[Start of section]

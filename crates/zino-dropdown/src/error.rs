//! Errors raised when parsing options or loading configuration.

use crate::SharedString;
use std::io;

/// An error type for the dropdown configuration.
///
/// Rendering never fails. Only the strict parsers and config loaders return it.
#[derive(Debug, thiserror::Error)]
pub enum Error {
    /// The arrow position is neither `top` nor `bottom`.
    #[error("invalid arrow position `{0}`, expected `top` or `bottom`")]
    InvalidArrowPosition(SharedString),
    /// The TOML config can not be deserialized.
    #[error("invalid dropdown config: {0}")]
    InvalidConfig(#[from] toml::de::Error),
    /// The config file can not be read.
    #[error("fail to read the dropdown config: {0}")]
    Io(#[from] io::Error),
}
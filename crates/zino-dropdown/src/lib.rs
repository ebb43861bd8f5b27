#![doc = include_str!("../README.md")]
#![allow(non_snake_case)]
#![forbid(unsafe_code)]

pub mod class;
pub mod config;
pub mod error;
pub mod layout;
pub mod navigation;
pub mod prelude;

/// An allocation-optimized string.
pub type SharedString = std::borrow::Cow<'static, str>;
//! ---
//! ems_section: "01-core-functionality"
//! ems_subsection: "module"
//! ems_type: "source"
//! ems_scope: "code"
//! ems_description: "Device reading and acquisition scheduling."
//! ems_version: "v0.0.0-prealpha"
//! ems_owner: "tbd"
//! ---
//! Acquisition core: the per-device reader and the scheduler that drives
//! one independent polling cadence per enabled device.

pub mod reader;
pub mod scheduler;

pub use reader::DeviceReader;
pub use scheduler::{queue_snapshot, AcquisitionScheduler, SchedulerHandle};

[End of section]

● HOW TO COMPLETE THIS TASK
Every record, word for word, must be returned.

● OUTPUT FOR THIS TASK
filename crates/zino-dropdown/src/error.rs
//! Errors raised when parsing options or loading configuration.

use crate::SharedString;
use std::io;

/// An error type for the dropdown configuration.
///
/// Rendering never fails. Only the strict parsers and config loaders return it.
#[derive(Debug, thiserror::Error)]
pub enum Error {
    /// The arrow position is neither `top` nor `bottom`.
    #[error("invalid arrow position `{0}`, expected `top` or `bottom`")]
    InvalidArrowPosition(SharedString),
    /// The TOML config can not be deserialized.
    #[error("invalid dropdown config: {0}")]
    InvalidConfig(#[from] toml::de::Error),
    /// The config file can not be read.
    #[error("fail to read the dropdown config: {0}")]
    Io(#[from] io::Error),
}
filename crates/zino-dropdown/src/lib.rs
repository ebb43861bd8f5b27
#![doc = include_str!("../README.md")]
#![allow(non_snake_case)]
#![forbid(unsafe_code)]

pub mod class;
pub mod config;
pub mod error;
pub mod layout;
pub mod navigation;
pub mod prelude;

/// An allocation-optimized string.
pub type SharedString = std::borrow::Cow<'static, str>;
//! ---
//! ems_section: "01-core-functionality"
//! ems_subsection: "module"
//! ems_type: "source"
//! ems_scope: "code"
//! ems_description: "Device reading and acquisition scheduling."
//! ems_version: "v0.0.0-prealpha"
//! ems_owner: "tbd"
//! ---
//! Acquisition core: the per-device reader and the scheduler that drives
//! one independent polling cadence per enabled device.

pub mod reader;
pub mod scheduler;

pub use reader::DeviceReader;
pub use scheduler::{queue_snapshot, AcquisitionScheduler, SchedulerHandle};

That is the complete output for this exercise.